* **DATA FOR REVIEW**:
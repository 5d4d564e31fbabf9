//! hanoi-state: an immutable model of the generalized Tower of Hanoi
//!
//! The puzzle is a pure value. A `PuzzleState` is never modified once
//! built; applying a move produces a new state that remembers its parent
//! and the move that produced it, so every state carries its own history.
//!
//! # Core Concepts
//!
//! - **PuzzleState**: Snapshot of disks on pegs with move validation
//! - **Moves**: `(from, to)` pairs checked against the stacking rule
//! - **History**: The parent chain, walkable back to the starting state
//! - **Checkpoints**: Serializable move histories that can be replayed
//!
//! The crate checks and applies moves supplied by a caller; it does not
//! search for solutions.
//!
//! # Example
//!
//! ```rust
//! use hanoi_state::{Move, PuzzleState};
//!
//! let state = PuzzleState::initial(3, 2)?;
//! assert_eq!(state.possible_actions(), vec![Move::new(0, 1), Move::new(0, 2)]);
//!
//! let state = state
//!     .transition(0, 1)?
//!     .transition(0, 2)?
//!     .transition(1, 2)?;
//!
//! assert!(state.is_goal_state());
//! assert_eq!(state.stacks(), vec![vec![], vec![], vec![2, 1]]);
//! assert_eq!(state.depth(), 3);
//! # Ok::<(), Box<dyn std::error::Error>>(())
//! ```

pub mod builder;
pub mod checkpoint;
pub mod core;
pub mod validation;

// Re-export commonly used types
pub use crate::builder::{BuildError, PuzzleBuilder, PuzzleConfig};
pub use crate::checkpoint::{Checkpoint, CheckpointError};
pub use crate::core::{replay, Disk, InvalidMove, Move, Peg, Puzzle, PuzzleState, TopDisk};
pub use crate::validation::{ConfigurationError, ConfigurationViolation};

* **WHAT TO DO**: Return each line from the material that includes the string "crate".

* **ANSWER BOX**:
//! The crate checks and applies moves supplied by a caller; it does not
pub use crate::builder::{BuildError, PuzzleBuilder, PuzzleConfig};
pub use crate::checkpoint::{Checkpoint, CheckpointError};
pub use crate::core::{replay, Disk, InvalidMove, Move, Peg, Puzzle, PuzzleState, TopDisk};
pub use crate::validation::{ConfigurationError, ConfigurationViolation};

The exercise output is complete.